**DATA SUPPLIED**.
//! Dialogue Controller — drives one interview turn.
//!
//! The whole turn runs under the session's own lock: build the prompt, make
//! the single generation call, parse the embedded control signal, mutate the
//! cursor, then run the caller's `record` step (the transcript append). The
//! generation call is the only suspension point; nothing is mutated before it
//! succeeds, so a failed or timed-out turn is safe to retry verbatim. Because
//! `record` also runs before the lock is released, entries from overlapping
//! retried turns can never land in the transcript out of arrival order.

use std::future::Future;

use tracing::{debug, warn};

use crate::errors::AppError;
use crate::interview::control::{extract_control, ControlAction};
use crate::interview::prompts::{build_turn_prompt, CLOSING_UTTERANCE, TURN_SYSTEM};
use crate::interview::session::SessionRegistry;
use crate::llm_client::{ChatMessage, GenerationClient, GenerationRequest};

const TURN_TEMPERATURE: f32 = 0.7;
const TURN_MAX_TOKENS: u32 = 500;

/// Result of one turn: what the candidate sees, and where the cursor landed.
#[derive(Debug, Clone, PartialEq, Eq)]
pub struct TurnOutcome {
    pub visible_reply: String,
    pub cursor: usize,
}

/// Conducts one turn for `session_id`.
///
/// Preconditions (`session` exists, `utterance` non-empty) are the caller's:
/// the HTTP handler rejects empty input before calling in, and an unknown id
/// fails here with `SessionNotFound`.
///
/// `record` is the caller's side effect for a successful turn (the transcript
/// append). It is awaited while the session lock is still held and is skipped
/// entirely when the turn fails.
pub async fn conduct_turn<F, Fut>(
    registry: &SessionRegistry,
    llm: &dyn GenerationClient,
    session_id: &str,
    utterance: &str,
    record: F,
) -> Result<TurnOutcome, AppError>
where
    F: FnOnce(TurnOutcome) -> Fut,
    Fut: Future<Output = Result<TurnOutcome, AppError>>,
{
    let handle = registry
        .get(session_id)
        .ok_or_else(|| AppError::SessionNotFound(session_id.to_string()))?;

    // Single-flight: the lock is held for the whole turn, so overlapping
    // requests for one session serialize instead of racing on the cursor.
    let mut session = handle.lock().await;
    session.touch();

    let outcome = if session.ended || session.cursor >= session.questions.len() {
        // Closed interview: fixed closing text, no remote call, no mutation.
        TurnOutcome {
            visible_reply: CLOSING_UTTERANCE.to_string(),
            cursor: session.cursor,
        }
    } else {
        let current = &session.questions[session.cursor];
        let next = session.questions.get(session.cursor + 1);
        let prompt = build_turn_prompt(
            session.cursor + 1,
            current,
            next.map(String::as_str),
            utterance,
        );

        let request = GenerationRequest {
            messages: vec![ChatMessage::system(TURN_SYSTEM), ChatMessage::user(prompt)],
            temperature: TURN_TEMPERATURE,
            max_tokens: TURN_MAX_TOKENS,
        };

        // Sole suspension point of the turn.
        let raw = llm
            .generate(request)
            .await
            .map_err(AppError::service_unavailable)?;

        let control = extract_control(&raw);
        if !control.parsed {
            // Malformed or missing token degrades to "stay"; not an error.
            warn!(
                session_id,
                cursor = session.cursor,
                "could not locate control token in model reply, holding on current question"
            );
        }

        match control.action {
            ControlAction::Stay => {
                debug!(session_id, cursor = session.cursor, "turn held");
                TurnOutcome {
                    visible_reply: control.visible,
                    cursor: session.cursor,
                }
            }
            ControlAction::Next => {
                session.cursor += 1;
                if session.cursor == session.questions.len() {
                    // Terminal turn: freeze the cursor and substitute the
                    // fixed closing text for whatever the model said.
                    session.ended = true;
                    debug!(session_id, "interview completed");
                    TurnOutcome {
                        visible_reply: CLOSING_UTTERANCE.to_string(),
                        cursor: session.cursor,
                    }
                } else {
                    debug!(session_id, cursor = session.cursor, "turn advanced");
                    TurnOutcome {
                        visible_reply: control.visible,
                        cursor: session.cursor,
                    }
                }
            }
        }
    };

    // Still under the session lock: appends from retried overlapping turns
    // serialize with the turns themselves.
    record(outcome).await
}

#[cfg(test)]
mod tests {
    use super::*;
    use crate::llm_client::LlmError;
    use async_trait::async_trait;
    use std::collections::VecDeque;
    use std::sync::atomic::{AtomicUsize, Ordering};
    use std::sync::{Arc, Mutex};
    use std::time::Duration;

    /// Generation fake that plays back scripted replies and counts calls.
    struct ScriptedClient {
        replies: Mutex<VecDeque<Result<String, LlmError>>>,
        calls: AtomicUsize,
    }

    impl ScriptedClient {
        fn new(replies: Vec<Result<String, LlmError>>) -> Self {
            Self {
                replies: Mutex::new(replies.into_iter().collect()),
                calls: AtomicUsize::new(0),
            }
        }

        fn calls(&self) -> usize {
            self.calls.load(Ordering::SeqCst)
        }
    }

    #[async_trait]
    impl GenerationClient for ScriptedClient {
        async fn generate(&self, _request: GenerationRequest) -> Result<String, LlmError> {
            self.calls.fetch_add(1, Ordering::SeqCst);
            self.replies
                .lock()
                .unwrap()
                .pop_front()
                .expect("scripted client ran out of replies")
        }
    }

    fn stay(text: &str) -> Result<String, LlmError> {
        Ok(format!("{text}\n{{\"action\": \"stay\"}}"))
    }

    fn next(text: &str) -> Result<String, LlmError> {
        Ok(format!("{text}\n{{\"action\": \"next\"}}"))
    }

    /// A turn with a pass-through recorder.
    async fn turn(
        registry: &SessionRegistry,
        llm: &dyn GenerationClient,
        session_id: &str,
        utterance: &str,
    ) -> Result<TurnOutcome, AppError> {
        conduct_turn(registry, llm, session_id, utterance, |outcome| async move {
            Ok(outcome)
        })
        .await
    }

    async fn registry_with(session_id: &str, questions: &[&str]) -> SessionRegistry {
        let registry = SessionRegistry::new();
        registry
            .start(session_id, questions.iter().map(|q| q.to_string()).collect())
            .await;
        registry
    }

    #[tokio::test]
    async fn test_turn_on_unknown_session_fails() {
        let registry = SessionRegistry::new();
        let llm = ScriptedClient::new(vec![]);
        let err = turn(&registry, &llm, "ghost", "hello").await.unwrap_err();
        assert!(matches!(err, AppError::SessionNotFound(id) if id == "ghost"));
        assert_eq!(llm.calls(), 0);
    }

    #[tokio::test]
    async fn test_three_question_walkthrough() {
        let registry = registry_with("s1", &["Q1", "Q2", "Q3"]).await;
        let llm = ScriptedClient::new(vec![
            stay("Hi! Nice to meet you. So, tell me about yourself."),
            next("Great answer. Now, how about this next topic?"),
            next("Understood, let's move forward."),
            next("Wonderful, that wraps things up."),
        ]);

        // Greeting → stay → cursor 0.
        let t1 = turn(&registry, &llm, "s1", "hi").await.unwrap();
        assert_eq!(t1.cursor, 0);
        assert_eq!(t1.visible_reply, "Hi! Nice to meet you. So, tell me about yourself.");

        // Substantive answer → next → cursor 1.
        let t2 = turn(&registry, &llm, "s1", "I have five years of experience")
            .await
            .unwrap();
        assert_eq!(t2.cursor, 1);

        // Explicit move on → next → cursor 2.
        let t3 = turn(&registry, &llm, "s1", "move on").await.unwrap();
        assert_eq!(t3.cursor, 2);

        // Final answer → next → cursor reaches count → fixed closing text.
        let t4 = turn(&registry, &llm, "s1", "my answer to the last question")
            .await
            .unwrap();
        assert_eq!(t4.cursor, 3);
        assert_eq!(t4.visible_reply, CLOSING_UTTERANCE);

        let handle = registry.get("s1").unwrap();
        let session = handle.lock().await;
        assert!(session.ended);
        assert_eq!(session.cursor, session.questions.len());
    }

    #[tokio::test]
    async fn test_ended_session_answers_closing_text_without_remote_call() {
        let registry = registry_with("s1", &["Q1"]).await;
        let llm = ScriptedClient::new(vec![next("done")]);

        let terminal = turn(&registry, &llm, "s1", "answer").await.unwrap();
        assert_eq!(terminal.visible_reply, CLOSING_UTTERANCE);
        assert_eq!(llm.calls(), 1);

        // Every further turn: closing text, no generation call, no mutation.
        for _ in 0..3 {
            let after = turn(&registry, &llm, "s1", "anything").await.unwrap();
            assert_eq!(after.visible_reply, CLOSING_UTTERANCE);
            assert_eq!(after.cursor, 1);
        }
        assert_eq!(llm.calls(), 1);
    }

    #[tokio::test]
    async fn test_all_next_sequence_strictly_increments_cursor() {
        let registry = registry_with("s1", &["Q1", "Q2", "Q3", "Q4"]).await;
        let llm = ScriptedClient::new(vec![next("a"), next("b"), next("c"), next("d")]);

        for expected in 1..=4usize {
            let outcome = turn(&registry, &llm, "s1", "answer").await.unwrap();
            assert_eq!(outcome.cursor, expected);
        }
    }

    #[tokio::test]
    async fn test_malformed_token_holds_cursor_and_returns_raw_reply() {
        let registry = registry_with("s1", &["Q1", "Q2"]).await;
        let raw = "I'll advance now {\"action\": \"next\"".to_string(); // truncated JSON
        let llm = ScriptedClient::new(vec![Ok(raw.clone())]);

        let outcome = turn(&registry, &llm, "s1", "answer").await.unwrap();
        assert_eq!(outcome.cursor, 0, "ambiguity must never advance the cursor");
        assert_eq!(outcome.visible_reply, raw);
    }

    #[tokio::test]
    async fn test_missing_token_holds_cursor() {
        let registry = registry_with("s1", &["Q1", "Q2"]).await;
        let llm = ScriptedClient::new(vec![Ok("plain reply, no token".to_string())]);

        let outcome = turn(&registry, &llm, "s1", "answer").await.unwrap();
        assert_eq!(outcome.cursor, 0);
        assert_eq!(outcome.visible_reply, "plain reply, no token");
    }

    #[tokio::test]
    async fn test_generation_failure_maps_to_service_unavailable_without_mutation() {
        let registry = registry_with("s1", &["Q1", "Q2"]).await;
        let llm = ScriptedClient::new(vec![
            Err(LlmError::Timeout { secs: 30 }),
            next("retry succeeded"),
        ]);

        let err = turn(&registry, &llm, "s1", "answer").await.unwrap_err();
        assert!(matches!(err, AppError::ServiceUnavailable(_)));

        // State untouched, so the identical retry works and advances once.
        let outcome = turn(&registry, &llm, "s1", "answer").await.unwrap();
        assert_eq!(outcome.cursor, 1);
    }

    #[tokio::test]
    async fn test_stay_reply_strips_token_from_visible_text() {
        let registry = registry_with("s1", &["Q1", "Q2"]).await;
        let llm = ScriptedClient::new(vec![stay("Could you elaborate a little?")]);

        let outcome = turn(&registry, &llm, "s1", "hmm").await.unwrap();
        assert_eq!(outcome.visible_reply, "Could you elaborate a little?");
        assert!(!outcome.visible_reply.contains("action"));
    }

    #[tokio::test]
    async fn test_record_step_is_skipped_when_generation_fails() {
        let registry = registry_with("s1", &["Q1"]).await;
        let llm = ScriptedClient::new(vec![Err(LlmError::EmptyContent)]);
        let recorded = Arc::new(AtomicUsize::new(0));

        let counter = recorded.clone();
        let result = conduct_turn(&registry, &llm, "s1", "answer", move |outcome| async move {
            counter.fetch_add(1, Ordering::SeqCst);
            Ok(outcome)
        })
        .await;

        assert!(result.is_err());
        assert_eq!(recorded.load(Ordering::SeqCst), 0);
    }

    #[tokio::test]
    async fn test_overlapping_turns_record_in_arrival_order() {
        // Two concurrent turns for one session, with a slow recorder on each.
        // The session lock covers the record step, so the second turn cannot
        // record before the first turn's record has finished.
        let registry = registry_with("s1", &["Q1", "Q2", "Q3"]).await;
        let llm = ScriptedClient::new(vec![next("first"), next("second")]);
        let recorded: Arc<Mutex<Vec<usize>>> = Arc::new(Mutex::new(Vec::new()));

        let slow_recorder = |log: Arc<Mutex<Vec<usize>>>| {
            move |outcome: TurnOutcome| async move {
                tokio::time::sleep(Duration::from_millis(50)).await;
                log.lock().unwrap().push(outcome.cursor);
                Ok(outcome)
            }
        };

        let (a, b) = tokio::join!(
            conduct_turn(&registry, &llm, "s1", "answer one", slow_recorder(recorded.clone())),
            conduct_turn(&registry, &llm, "s1", "answer two", slow_recorder(recorded.clone())),
        );
        a.unwrap();
        b.unwrap();

        assert_eq!(*recorded.lock().unwrap(), vec![1, 2]);
    }
}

**WHAT YOU HAVE TO DO**.
Repeat only the lines above, from the first line of the entries through the line that contains "const TURN_MAX_TOKENS: u32 = 500;", including both ends.

**REPLY TO THE TASK**.
//! Dialogue Controller — drives one interview turn.
//!
//! The whole turn runs under the session's own lock: build the prompt, make
//! the single generation call, parse the embedded control signal, mutate the
//! cursor, then run the caller's `record` step (the transcript append). The
//! generation call is the only suspension point; nothing is mutated before it
//! succeeds, so a failed or timed-out turn is safe to retry verbatim. Because
//! `record` also runs before the lock is released, entries from overlapping
//! retried turns can never land in the transcript out of arrival order.

use std::future::Future;

use tracing::{debug, warn};

use crate::errors::AppError;
use crate::interview::control::{extract_control, ControlAction};
use crate::interview::prompts::{build_turn_prompt, CLOSING_UTTERANCE, TURN_SYSTEM};
use crate::interview::session::SessionRegistry;
use crate::llm_client::{ChatMessage, GenerationClient, GenerationRequest};

const TURN_TEMPERATURE: f32 = 0.7;
const TURN_MAX_TOKENS: u32 = 500;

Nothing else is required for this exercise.